El alcalde de Eivissa, Rafael Triguero, junto con la concejala de Obras, Blanca Hernández, ha presentado hoy los detalles del anteproyecto del futuro aparcamiento del bulevar Abel Matutes. El proyecto contempla un aparcamiento con una planta subterránea y cuatro plantas en superficie, en la zona del actual bulevar Abel Matutes y las parcelas colindantes situadas en las calles Bisbe Abad i Lasierra, Fra Vicent Nicolau y Josep Zornoza Bernabeu.
En total, el aparcamiento tendrá una superficie de 25.845 m² y contará con 749 plazas, de las cuales 485 serán subterráneas y 264 en superficie. El edificio incluirá además cinco locales comerciales en planta baja, con superficies que oscilarán entre los 102 y los 811 m².
El exterior del aparcamiento se transformará con nuevas zonas verdes, áreas deportivas públicas y la regeneración del Parque Joan Marí Cardona. También se añadirá un ramal de acceso directo desde la E-10 y se reordenará el tráfico en la zona del colegio Sa Real, lo que permitirá mejorar la movilidad y reducir la circulación por el interior del casco urbano.

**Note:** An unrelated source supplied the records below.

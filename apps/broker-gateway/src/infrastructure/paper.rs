//! In-memory simulated brokerage.
//!
//! Implements every gateway endpoint against local state. Orders fill
//! immediately at the current price (market) or their limit price and net
//! into positions. Placement is idempotent on `client_order_id`, which is
//! what makes crash reconciliation against it meaningful.
//!
//! Failures can be scripted per endpoint, including the ambiguous case
//! where an order is accepted but the reply is lost.

use std::collections::{BTreeMap, HashMap, VecDeque};
use std::str::FromStr;
use std::sync::atomic::{AtomicU64, Ordering};

use async_trait::async_trait;
use parking_lot::Mutex;
use rust_decimal::Decimal;
use serde_json::{Value, json};
use tracing::debug;

use crate::gateway::{
    Instrument, Operation, OrderSide, OrderType, PlaceOrderRequest, Position, PositionSide,
    RemoteApi, RemoteFailure, RemoteReply, params,
};

/// Scripted failure for the next call to an endpoint.
#[derive(Debug, Clone, PartialEq, Eq)]
pub enum InjectedFailure {
    /// Reply with this status and message.
    Status(u16, String),
    /// Fail without a reply.
    Transport(RemoteFailure),
    /// Accept the order, then reply with this status as if the answer were lost.
    AcceptThenStatus(u16),
}

#[derive(Debug, Clone)]
struct PaperOrder {
    order_id: String,
    client_order_id: Option<String>,
    request: PlaceOrderRequest,
    fill_price: Decimal,
    status: &'static str,
}

impl PaperOrder {
    fn to_json(&self) -> Value {
        json!({
            "order_id": self.order_id,
            "client_order_id": self.client_order_id,
            "instrument": self.request.instrument.key(),
            "action": self.request.side.as_str(),
            "order_type": self.request.order_type.as_str(),
            "quantity": self.request.quantity,
            "price": self.request.price,
            "fill_price": self.fill_price,
            "status": self.status,
        })
    }
}

#[derive(Debug, Default)]
struct PaperState {
    prices: HashMap<String, Decimal>,
    positions: BTreeMap<String, Position>,
    orders: BTreeMap<String, PaperOrder>,
    by_client_id: HashMap<String, String>,
    failures: HashMap<String, VecDeque<InjectedFailure>>,
    calls: HashMap<String, usize>,
    funds: Decimal,
}

/// Simulated brokerage implementing [`RemoteApi`].
#[derive(Debug)]
pub struct PaperRemote {
    state: Mutex<PaperState>,
    order_counter: AtomicU64,
}

impl Default for PaperRemote {
    fn default() -> Self {
        Self::new()
    }
}

impl PaperRemote {
    /// Create an empty brokerage with 1,000,000 in funds.
    #[must_use]
    pub fn new() -> Self {
        Self {
            state: Mutex::new(PaperState {
                funds: Decimal::from(1_000_000),
                ..PaperState::default()
            }),
            order_counter: AtomicU64::new(1),
        }
    }

    /// Set the last traded price for `instrument`.
    pub fn set_price(&self, instrument: &Instrument, price: Decimal) {
        self.state.lock().prices.insert(instrument.key(), price);
    }

    /// Insert or replace a position.
    pub fn set_position(&self, position: Position) {
        self.state.lock().positions.insert(position.key(), position);
    }

    /// Remove a position.
    pub fn remove_position(&self, key: &str) -> Option<Position> {
        self.state.lock().positions.remove(key)
    }

    /// Current position for `key`.
    #[must_use]
    pub fn position(&self, key: &str) -> Option<Position> {
        self.state.lock().positions.get(key).cloned()
    }

    /// Queue a failure for the next call to `op`.
    pub fn inject(&self, op: Operation, failure: InjectedFailure) {
        self.state
            .lock()
            .failures
            .entry(op.endpoint().to_string())
            .or_default()
            .push_back(failure);
    }

    /// Calls received for `op`, including failed ones.
    #[must_use]
    pub fn call_count(&self, op: Operation) -> usize {
        self.state
            .lock()
            .calls
            .get(op.endpoint())
            .copied()
            .unwrap_or(0)
    }

    /// Orders accepted so far.
    #[must_use]
    pub fn order_count(&self) -> usize {
        self.state.lock().orders.len()
    }

    /// Remote order id for a client order id.
    #[must_use]
    pub fn order_for_client_id(&self, client_order_id: &str) -> Option<String> {
        self.state.lock().by_client_id.get(client_order_id).cloned()
    }

    fn next_order_id(&self) -> String {
        format!("PAPER-{}", self.order_counter.fetch_add(1, Ordering::SeqCst))
    }

    fn dispatch(
        &self,
        state: &mut PaperState,
        endpoint: &str,
        p: &BTreeMap<String, String>,
    ) -> RemoteReply {
        match endpoint {
            "quote" => quote(state, p),
            "option_chain" => option_chain(state, p),
            "positions" => {
                let rows: Vec<&Position> = state.positions.values().collect();
                RemoteReply::ok(json!({ "positions": rows }))
            }
            "funds" => RemoteReply::ok(json!({ "available": state.funds })),
            "margin" => RemoteReply::ok(json!({
                "exchange_code": p.get(params::EXCHANGE_CODE),
                "available": state.funds,
                "blocked": Decimal::ZERO,
            })),
            "place_order" => self.place(state, p),
            "modify_order" => modify(state, p),
            "cancel_order" => with_order(state, p, |order| {
                order.status = "CANCELLED";
                json!({ "order_id": order.order_id, "status": order.status })
            }),
            "history" => history(state, p),
            "order_detail" => with_order(state, p, |order| order.to_json()),
            "order_list" => {
                let rows: Vec<Value> = state.orders.values().map(PaperOrder::to_json).collect();
                RemoteReply::ok(Value::Array(rows))
            }
            "trade_list" => {
                let rows: Vec<Value> = state
                    .orders
                    .values()
                    .filter(|o| o.status == "EXECUTED")
                    .map(PaperOrder::to_json)
                    .collect();
                RemoteReply::ok(Value::Array(rows))
            }
            "customer_details" => RemoteReply::ok(json!({
                "client_id": "PAPER",
                "name": "Paper Account",
            })),
            "order_lookup" => match p
                .get(params::CLIENT_ORDER_ID)
                .and_then(|id| state.by_client_id.get(id))
            {
                Some(order_id) => RemoteReply::ok(json!({ "order_id": order_id })),
                None => RemoteReply::error(404, "order not found"),
            },
            other => RemoteReply::error(404, &format!("unknown endpoint '{other}'")),
        }
    }

    fn place(&self, state: &mut PaperState, p: &BTreeMap<String, String>) -> RemoteReply {
        let client_id = p.get(params::CLIENT_ORDER_ID).cloned();
        if let Some(existing) = client_id.as_ref().and_then(|id| state.by_client_id.get(id)) {
            return RemoteReply::ok(json!({ "order_id": existing, "status": "EXECUTED" }));
        }

        let Some(request) = PlaceOrderRequest::from_params(p) else {
            return RemoteReply::error(400, "invalid order parameters");
        };
        let market = state.prices.get(&request.instrument.key()).copied();
        let fill_price = match (request.order_type, request.price, market) {
            (OrderType::Market, _, Some(price)) | (_, Some(price), _) => price,
            _ => return RemoteReply::error(400, "no price available for instrument"),
        };

        let order_id = self.next_order_id();
        apply_fill(state, &request, fill_price);
        if let Some(id) = &client_id {
            state.by_client_id.insert(id.clone(), order_id.clone());
        }
        state.orders.insert(
            order_id.clone(),
            PaperOrder {
                order_id: order_id.clone(),
                client_order_id: client_id,
                request,
                fill_price,
                status: "EXECUTED",
            },
        );
        debug!(order_id = %order_id, "Paper order executed");
        RemoteReply::ok(json!({ "order_id": order_id, "status": "EXECUTED" }))
    }
}

fn quote(state: &PaperState, p: &BTreeMap<String, String>) -> RemoteReply {
    let Some(instrument) = Instrument::from_params(p) else {
        return RemoteReply::error(400, "invalid instrument");
    };
    match state.prices.get(&instrument.key()) {
        Some(price) => RemoteReply::ok(json!({
            "stock_code": instrument.stock_code,
            "exchange_code": instrument.exchange_code,
            "ltp": price,
        })),
        None => RemoteReply::error(404, "no quote for instrument"),
    }
}

fn option_chain(state: &PaperState, p: &BTreeMap<String, String>) -> RemoteReply {
    let stock = p.get(params::STOCK_CODE).map(String::as_str).unwrap_or_default();
    let expiry = p.get(params::EXPIRY_DATE).map(String::as_str).unwrap_or_default();
    let prefix = format!(
        "{}:{stock}:{expiry}:",
        p.get(params::EXCHANGE_CODE).map(String::as_str).unwrap_or_default()
    );
    let rows: Vec<Value> = state
        .prices
        .iter()
        .filter(|(key, _)| key.starts_with(&prefix))
        .map(|(key, price)| json!({ "instrument": key, "ltp": price }))
        .collect();
    RemoteReply::ok(Value::Array(rows))
}

fn history(state: &PaperState, p: &BTreeMap<String, String>) -> RemoteReply {
    let Some(instrument) = Instrument::from_params(p) else {
        return RemoteReply::error(400, "invalid instrument");
    };
    let Some(price) = state.prices.get(&instrument.key()) else {
        return RemoteReply::error(404, "no history for instrument");
    };
    RemoteReply::ok(json!([{
        "datetime": p.get(params::FROM_DATE),
        "open": price, "high": price, "low": price, "close": price,
        "volume": 0,
    }]))
}

fn modify(state: &mut PaperState, p: &BTreeMap<String, String>) -> RemoteReply {
    let quantity = p
        .get(params::QUANTITY)
        .and_then(|q| Decimal::from_str(q).ok());
    let price = p.get(params::PRICE).and_then(|q| Decimal::from_str(q).ok());
    with_order(state, p, |order| {
        if let Some(quantity) = quantity {
            order.request.quantity = quantity;
        }
        if price.is_some() {
            order.request.price = price;
        }
        order.status = "MODIFIED";
        json!({ "order_id": order.order_id, "status": order.status })
    })
}

fn with_order(
    state: &mut PaperState,
    p: &BTreeMap<String, String>,
    f: impl FnOnce(&mut PaperOrder) -> Value,
) -> RemoteReply {
    match p
        .get(params::ORDER_ID)
        .and_then(|id| state.orders.get_mut(id))
    {
        Some(order) => RemoteReply::ok(f(order)),
        None => RemoteReply::error(404, "order not found"),
    }
}

/// Net a fill into the position book.
fn apply_fill(state: &mut PaperState, request: &PlaceOrderRequest, fill_price: Decimal) {
    let key = request.instrument.key();
    let signed = |side: PositionSide, qty: Decimal| match side {
        PositionSide::Long => qty,
        PositionSide::Short => -qty,
    };
    let fill_qty = match request.side {
        OrderSide::Buy => request.quantity,
        OrderSide::Sell => -request.quantity,
    };

    let (current, avg) = state
        .positions
        .get(&key)
        .map_or((Decimal::ZERO, fill_price), |pos| {
            (signed(pos.side, pos.quantity), pos.avg_entry_price)
        });
    let net = current + fill_qty;

    let notional = request.quantity * fill_price;
    match request.side {
        OrderSide::Buy => state.funds -= notional,
        OrderSide::Sell => state.funds += notional,
    }

    if net.is_zero() {
        state.positions.remove(&key);
        return;
    }

    let same_direction = current.is_zero() || current.is_sign_positive() == fill_qty.is_sign_positive();
    let flipped = !current.is_zero() && current.is_sign_positive() != net.is_sign_positive();
    let avg_entry_price = if same_direction && !current.is_zero() {
        (current.abs() * avg + request.quantity * fill_price) / net.abs()
    } else if flipped || current.is_zero() {
        fill_price
    } else {
        avg
    };

    state.positions.insert(
        key,
        Position {
            instrument: request.instrument.clone(),
            quantity: net.abs(),
            side: if net.is_sign_positive() {
                PositionSide::Long
            } else {
                PositionSide::Short
            },
            avg_entry_price,
        },
    );
}

#[async_trait]
impl RemoteApi for PaperRemote {
    async fn call(
        &self,
        endpoint: &str,
        p: &BTreeMap<String, String>,
    ) -> Result<RemoteReply, RemoteFailure> {
        let mut state = self.state.lock();
        *state.calls.entry(endpoint.to_string()).or_default() += 1;

        let injected = state
            .failures
            .get_mut(endpoint)
            .and_then(VecDeque::pop_front);
        match injected {
            Some(InjectedFailure::Status(status, message)) => {
                Ok(RemoteReply::error(status, &message))
            }
            Some(InjectedFailure::Transport(failure)) => Err(failure),
            Some(InjectedFailure::AcceptThenStatus(status)) => {
                let _accepted = self.dispatch(&mut state, endpoint, p);
                Ok(RemoteReply::error(status, "reply lost after acceptance"))
            }
            None => Ok(self.dispatch(&mut state, endpoint, p)),
        }
    }
}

El proyecto será el primero declarado como “proyecto estratégico de especial interés” gracias a la reciente modificación de la Ley de Capitalidad, lo que permitirá agilizar su tramitación. Entre sus elementos de sostenibilidad destacan la instalación de placas solares fotovoltaicas, el aumento de zonas verdes, estaciones de recarga eléctrica, carriles bici, zonas peatonales, un parque infantil, zona deportiva y una iluminación más eficiente.
La ejecución del aparcamiento se llevará a cabo mediante una concesión pública, que incluirá la construcción y gestión tanto de las plazas de aparcamiento como de los locales comerciales, sin comprometer los presupuestos municipales. La empresa concesionaria financiará los 26 millones de euros estimados para la obra y la urbanización, y explotará el aparcamiento durante 40 años, tras los cuales revertirá al Ayuntamiento.
El procedimiento incluye la solicitud de los informes preceptivos —como los de Recursos Hídricos y de la Dirección de Carreteras del Consell de Eivissa— y, posteriormente, la licitación del proyecto, cuya construcción se estima en 24 meses.
El aparcamiento contará con plazas reservadas a residentes mediante cuota mensual fija, y otras plazas en rotación disponibles por horas o mediante bonos.
El alcalde ha destacado: “Con este proyecto avanzamos en uno de los compromisos que adquirí cuando pedí la confianza de los vecinos. Un proyecto sólido que ofrecerá más de 740 nuevas plazas, a menos de 10 minutos caminando de Vara de Rey y que dará solución tanto a residentes como a visitantes. Junto al resto de actuaciones previstas en los aparcamientos disuasorios y el futuro mercado de la ciudad, transformará la movilidad en el municipio y pondrá fin al histórico problema de aparcamiento”.
Por su parte, la concejala Blanca Hernández ha señalado que “es un proyecto muy positivo para Eivissa, que no solo reducirá los problemas de aparcamiento y movilidad, sino que dinamizará el barrio, aumentará las zonas verdes, fomentará el tránsito peatonal hacia el núcleo histórico y será sostenible para la ciudad. Además, reducirá la carga de vehículos gracias a su conexión directa con la E-10”.